BEGIN DATA SECTION

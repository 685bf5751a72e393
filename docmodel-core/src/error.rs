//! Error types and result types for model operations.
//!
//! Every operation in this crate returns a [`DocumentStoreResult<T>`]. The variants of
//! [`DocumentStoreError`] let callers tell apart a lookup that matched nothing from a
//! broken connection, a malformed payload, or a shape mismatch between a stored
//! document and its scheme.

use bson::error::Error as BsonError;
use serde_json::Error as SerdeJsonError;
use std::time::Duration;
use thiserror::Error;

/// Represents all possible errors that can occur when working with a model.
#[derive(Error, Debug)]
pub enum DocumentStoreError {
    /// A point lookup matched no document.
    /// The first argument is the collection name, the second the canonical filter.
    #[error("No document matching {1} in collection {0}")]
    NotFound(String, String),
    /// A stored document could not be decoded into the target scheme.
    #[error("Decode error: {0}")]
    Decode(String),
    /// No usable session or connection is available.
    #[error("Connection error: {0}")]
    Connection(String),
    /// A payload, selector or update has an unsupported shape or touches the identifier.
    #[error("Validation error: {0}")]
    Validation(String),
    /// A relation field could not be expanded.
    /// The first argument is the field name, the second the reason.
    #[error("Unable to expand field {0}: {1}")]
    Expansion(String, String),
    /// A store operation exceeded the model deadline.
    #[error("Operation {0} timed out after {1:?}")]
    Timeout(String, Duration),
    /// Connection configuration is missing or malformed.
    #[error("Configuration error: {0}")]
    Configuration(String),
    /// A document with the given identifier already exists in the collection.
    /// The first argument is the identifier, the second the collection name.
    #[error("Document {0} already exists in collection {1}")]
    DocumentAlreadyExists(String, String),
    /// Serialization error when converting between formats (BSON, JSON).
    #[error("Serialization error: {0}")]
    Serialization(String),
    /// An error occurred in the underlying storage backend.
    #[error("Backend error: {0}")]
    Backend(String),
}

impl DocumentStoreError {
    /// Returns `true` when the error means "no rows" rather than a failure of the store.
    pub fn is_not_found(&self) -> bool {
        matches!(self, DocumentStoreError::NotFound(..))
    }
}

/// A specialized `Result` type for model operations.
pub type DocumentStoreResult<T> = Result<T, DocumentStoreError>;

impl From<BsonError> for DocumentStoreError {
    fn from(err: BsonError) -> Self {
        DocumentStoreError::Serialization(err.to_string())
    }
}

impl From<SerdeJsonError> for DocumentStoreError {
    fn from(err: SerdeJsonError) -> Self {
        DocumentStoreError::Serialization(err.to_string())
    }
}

END DATA SECTION

The material shown above is to be retyped in full, without alteration.

repository 685bf5751a72e393
filename docmodel-core/src/error.rs
//! Error types and result types for model operations.
//!
//! Every operation in this crate returns a [`DocumentStoreResult<T>`]. The variants of
//! [`DocumentStoreError`] let callers tell apart a lookup that matched nothing from a
//! broken connection, a malformed payload, or a shape mismatch between a stored
//! document and its scheme.

use bson::error::Error as BsonError;
use serde_json::Error as SerdeJsonError;
use std::time::Duration;
use thiserror::Error;

/// Represents all possible errors that can occur when working with a model.
#[derive(Error, Debug)]
pub enum DocumentStoreError {
    /// A point lookup matched no document.
    /// The first argument is the collection name, the second the canonical filter.
    #[error("No document matching {1} in collection {0}")]
    NotFound(String, String),
    /// A stored document could not be decoded into the target scheme.
    #[error("Decode error: {0}")]
    Decode(String),
    /// No usable session or connection is available.
    #[error("Connection error: {0}")]
    Connection(String),
    /// A payload, selector or update has an unsupported shape or touches the identifier.
    #[error("Validation error: {0}")]
    Validation(String),
    /// A relation field could not be expanded.
    /// The first argument is the field name, the second the reason.
    #[error("Unable to expand field {0}: {1}")]
    Expansion(String, String),
    /// A store operation exceeded the model deadline.
    #[error("Operation {0} timed out after {1:?}")]
    Timeout(String, Duration),
    /// Connection configuration is missing or malformed.
    #[error("Configuration error: {0}")]
    Configuration(String),
    /// A document with the given identifier already exists in the collection.
    /// The first argument is the identifier, the second the collection name.
    #[error("Document {0} already exists in collection {1}")]
    DocumentAlreadyExists(String, String),
    /// Serialization error when converting between formats (BSON, JSON).
    #[error("Serialization error: {0}")]
    Serialization(String),
    /// An error occurred in the underlying storage backend.
    #[error("Backend error: {0}")]
    Backend(String),
}

impl DocumentStoreError {
    /// Returns `true` when the error means "no rows" rather than a failure of the store.
    pub fn is_not_found(&self) -> bool {
        matches!(self, DocumentStoreError::NotFound(..))
    }
}

/// A specialized `Result` type for model operations.
pub type DocumentStoreResult<T> = Result<T, DocumentStoreError>;

impl From<BsonError> for DocumentStoreError {
    fn from(err: BsonError) -> Self {
        DocumentStoreError::Serialization(err.to_string())
    }
}

impl From<SerdeJsonError> for DocumentStoreError {
    fn from(err: SerdeJsonError) -> Self {
        DocumentStoreError::Serialization(err.to_string())
    }
}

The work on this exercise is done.